Sollte denn der Fußball etwas vom Football übernehmen? Stichwort Salary Cap oder die Schiedsrichter-Arbeit?
Der Fußball ist natürlich sehr traditionsbehaftet und das kannst du nicht von heute auf morgen ändern. Ein Salary Cap wäre in Europa sicher juristisch sehr schwer durchzusetzen. Den Videoschiedsrichter gibt es jetzt 5 oder 6 Jahre und du hast bis heute noch immer viele unterschiedliche Meinungen dazu. Was die NFL schon sehr lange verstanden hat und was der Fußball lernen kann, ist, dass du dich öffnen musst, um Aufmerksamkeit zu generieren. Du musst auch mal zulassen, dass z.B. Kameras in die Kabine kommen. Der Erfolg von Reportagen wie All or Nothing über Manchester City oder den FC Arsenal zeigt, dass es offensichtlich ein großes Interesse gibt. In der NFL ist es Standard, dass die Kameras in der Kabine sind und dass den Jungs auf die Unterhose geguckt wird. Dadurch schaffst du eine gewisse Nähe. Sicher, man sieht nicht alles und relevante Dinge passieren weiter hinter verschlossenen Türen. Aber du gibst dem Fan das Gefühl, Teil des Ganzen zu sein.
Auch die Fußballer müssen verstehen – in guten und in schlechten Zeiten – das Interviews gefordert sind. Das ist etwas, was die Öffentlichkeit extrem wertschätzt. Aber im Fußball ist es immer noch so, dass die Beteiligten einfach mal nichts sagen können. Ich erinnere mich an Pep Guardiola. Der hat zu seiner Zeit als Trainer in München vor dem Spiel nie mit den übertragenen Sendern gesprochen. Das kann eigentlich nicht sein! Die Sender zahlen irre viel Geld, um die Spiele zu zeigen. Da ist für meinen Geschmack eingepreist, dass der Chef-Trainer vor dem Spiel etwas sagt. Da hat die Bundesliga im Vergleich zur NFL auf jeden Fall noch Nachholbedarf.

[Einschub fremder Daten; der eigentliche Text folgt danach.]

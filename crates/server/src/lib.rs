//! Huddle Server Library
//!
//! This crate provides the server side of Huddle, a room-scoped chat service.
//! Authenticated connections join at most one room at a time and every chat
//! line is fanned out to the other members of that room only.
//!
//! # Architecture
//!
//! - [`registry`]: room code to member set, with per-room locking
//! - [`session`]: one authenticated connection and the room it is in
//! - [`fanout`]: delivery of one payload to a set of connections
//! - [`presence`]: join, leave and room-closed notices
//! - [`lifecycle`]: room creation, listing and deletion with eviction
//! - [`directory`] and [`identity`]: the room and account collaborators
//! - [`persistence`]: sled-backed storage for both
//! - [`handlers`]: protocol message dispatch
//! - [`server`]: QUIC endpoint and connection tasks
//! - [`config`]: configuration management (TOML file, env, CLI args)
//!
//! # Configuration
//!
//! The server uses a layered configuration system:
//! 1. Default values
//! 2. Configuration file (huddle-server.toml)
//! 3. Environment variables (HUDDLE_*)
//! 4. Command-line arguments (highest priority)
//!
//! See [`config::ServerConfig`] for details.
//!
//! # Locking Strategy
//!
//! - **Connection ids**: lock-free via `AtomicU64`
//! - **Client storage**: `DashMap` keyed by connection id
//! - **Room membership**: one `DashMap` entry per room; a mutation and the
//!   notices it causes happen under that room's lock
//! - **Delivery**: non-blocking pushes into bounded per-connection outboxes
//!
//! See the [`state`] and [`registry`] module documentation for details.
//!
//! # Example
//!
//! ```no_run
//! use huddle_server::{Config, Server, ServerConfig};
//!
//! #[tokio::main]
//! async fn main() -> anyhow::Result<()> {
//!     let server_config = ServerConfig::load()?;
//!     let (certs, key) = server_config.load_certificates()?;
//!     let config = Config {
//!         bind: server_config.bind,
//!         certs,
//!         key,
//!         data_dir: Some(server_config.data_dir()?),
//!         settings: server_config.settings(),
//!     };
//!     let server = Server::new(config)?;
//!     server.run().await
//! }
//! ```

pub mod config;
pub mod directory;
pub mod error;
pub mod fanout;
pub mod handlers;
pub mod identity;
pub mod lifecycle;
pub mod payload;
pub mod persistence;
pub mod presence;
pub mod registry;
pub mod server;
pub mod session;
pub mod state;

// Re-export main types for convenience
pub use config::{generate_self_signed_cert, load_pem_certificates, ServerConfig};
pub use directory::{RoomDirectory, RoomRecord};
pub use error::{SessionError, SessionResult};
pub use identity::{Credentials, IdentityHandle, IdentityVerifier, PasswordVerifier};
pub use persistence::Persistence;
pub use server::{Config, Server};
pub use session::Session;
pub use state::{ClientHandle, ServerState, Settings};
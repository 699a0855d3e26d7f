//! Server state management and core types.
//!
//! This module contains the server's shared state and client handle types,
//! designed to be testable in isolation without requiring network connections.
//!
//! # Locking Strategy
//!
//! - **`next_conn_id`**: `AtomicU64` for lock-free id allocation
//! - **`clients`**: `DashMap` keyed by connection id, the arena every other
//!   component addresses connections through
//! - **`registry`**: per-room locking, see [`crate::registry`]
//! - **`ClientHandle::current_room`**: a small mutex only ever taken briefly,
//!   and only *inside* a registry lock, never the other way round
//!
//! Nothing in this module awaits while holding a lock. Delivery to a client
//! is a non-blocking push into its outbox; a per-connection writer task drains
//! the outbox to the network.

use dashmap::DashMap;
use parking_lot::Mutex;
use std::{
    sync::{
        atomic::{AtomicU64, Ordering},
        Arc,
    },
    time::Duration,
};
use tokio::sync::mpsc;

use crate::directory::RoomDirectory;
use crate::error::{SessionError, SessionResult};
use crate::fanout::Router;
use crate::identity::{IdentityHandle, IdentityVerifier};
use crate::lifecycle::RoomLifecycle;
use crate::payload::Frame;
use crate::registry::{ConnId, RoomRegistry};

/// Handle to one live, authenticated connection.
///
/// Other components reference it by [`ConnId`] through the client table and
/// never own it; the connection task does.
#[derive(Debug)]
pub struct ClientHandle {
    pub conn_id: ConnId,
    identity: IdentityHandle,
    /// Frames waiting for the connection's writer task.
    outbox: mpsc::Sender<Frame>,
    /// Room this connection may send to. Written only while the matching
    /// room is locked in the registry.
    current_room: Mutex<Option<String>>,
}

impl ClientHandle {
    pub fn new(conn_id: ConnId, identity: IdentityHandle, outbox: mpsc::Sender<Frame>) -> Self {
        Self {
            conn_id,
            identity,
            outbox,
            current_room: Mutex::new(None),
        }
    }

    pub fn identity(&self) -> &IdentityHandle {
        &self.identity
    }

    /// Queue a frame for this client without waiting.
    ///
    /// Fails if the outbox is full or the writer is gone. The frame is dropped
    /// in that case; delivery is best-effort and never retried.
    pub fn push(&self, frame: Frame) -> SessionResult<()> {
        self.outbox
            .try_send(frame)
            .map_err(|_| SessionError::DeliveryFailure(self.conn_id))
    }

    pub fn current_room(&self) -> Option<String> {
        self.current_room.lock().clone()
    }

    pub(crate) fn set_current_room(&self, code: &str) {
        *self.current_room.lock() = Some(code.to_string());
    }

    /// Clear the current room if it is `code`. Returns true if it was.
    pub(crate) fn clear_room_if(&self, code: &str) -> bool {
        let mut current = self.current_room.lock();
        if current.as_deref() == Some(code) {
            *current = None;
            true
        } else {
            false
        }
    }
}

/// Runtime knobs shared by every connection.
#[derive(Debug, Clone)]
pub struct Settings {
    /// Name reported in `ServerHello`.
    pub server_name: String,
    /// Upper bound on any identity or directory call.
    pub lookup_timeout: Duration,
    /// How long a connection may stay silent before its health is checked.
    pub idle_timeout: Duration,
    /// Frames buffered per connection before deliveries start failing.
    pub outbox_capacity: usize,
    /// Random room codes tried before giving up on a create request.
    pub room_code_attempts: u32,
}

impl Default for Settings {
    fn default() -> Self {
        Self {
            server_name: "Huddle Server".to_string(),
            lookup_timeout: Duration::from_secs(5),
            idle_timeout: Duration::from_secs(30),
            outbox_capacity: 256,
            room_code_attempts: 16,
        }
    }
}

/// The server's shared state.
///
/// - Connected clients (DashMap for concurrent access)
/// - Room memberships (per-room locking)
/// - The external collaborators: room directory and identity verifier
pub struct ServerState {
    clients: DashMap<ConnId, Arc<ClientHandle>>,
    registry: RoomRegistry,
    next_conn_id: AtomicU64,
    directory: Arc<dyn RoomDirectory>,
    identities: Arc<dyn IdentityVerifier>,
    settings: Settings,
}

impl ServerState {
    pub fn new(
        directory: Arc<dyn RoomDirectory>,
        identities: Arc<dyn IdentityVerifier>,
        settings: Settings,
    ) -> Self {
        Self {
            clients: DashMap::new(),
            registry: RoomRegistry::new(),
            next_conn_id: AtomicU64::new(1),
            directory,
            identities,
            settings,
        }
    }

    /// Allocate the next connection id (lock-free).
    pub fn allocate_conn_id(&self) -> ConnId {
        self.next_conn_id.fetch_add(1, Ordering::Relaxed)
    }

    /// Make a client addressable for targeted delivery.
    pub fn register_client(&self, handle: Arc<ClientHandle>) {
        self.clients.insert(handle.conn_id, handle);
    }

    pub fn remove_client(&self, conn_id: ConnId) {
        self.clients.remove(&conn_id);
    }

    pub fn get_client(&self, conn_id: ConnId) -> Option<Arc<ClientHandle>> {
        self.clients.get(&conn_id).map(|r| r.value().clone())
    }

    /// Get the number of connected clients.
    pub fn client_count(&self) -> usize {
        self.clients.len()
    }

    pub fn registry(&self) -> &RoomRegistry {
        &self.registry
    }

    pub fn router(&self) -> Router<'_> {
        Router::new(&self.registry, &self.clients)
    }

    pub fn lifecycle(&self) -> RoomLifecycle<'_> {
        RoomLifecycle::new(self)
    }

    pub fn directory(&self) -> &dyn RoomDirectory {
        self.directory.as_ref()
    }

    pub fn identities(&self) -> &dyn IdentityVerifier {
        self.identities.as_ref()
    }

    pub fn settings(&self) -> &Settings {
        &self.settings
    }
}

Kommen wir mal zum NFL-Spiel in München. Du wohnst in der Stadt. Bekommst du schon etwas von dem Hype mit?
Oh ja. Vor allem, wenn es um die Tickets für das Spiel geht. Das habe ich in dem Maße zuletzt beim Champions League Finale 2012 in München erlebt – beim “Finale Dahoam”. Die Leute hier wollen Teil des Events sein. Das ist spannend. Denn Traditionalisten beim Fußball sind oft gegen einen Eventcharakter. Man erinnere sich an Helene Fischer beim Pokalfinale. Beim ersten Bundesliga-Spiel in diesem Jahr wurde bei der deutschen Nationalhymne gepfiffen. Ich bin gespannt, was beim NFL-Spiel in der Allianz Arena passieren wird. Da können die sicher spielen was sie wollen und die Fans drehen (im positiven Sinne) durch. Die zahlen 15 Euro für einen Hotdog, 150 Euro für ein Trikot und würden im schlimmsten Fall 1.000 Euro für eine Karte zahlen, auch wenn sie ganz oben sitzen und auf dem Feld nur wenig erkennen können. Das ist schon grandios.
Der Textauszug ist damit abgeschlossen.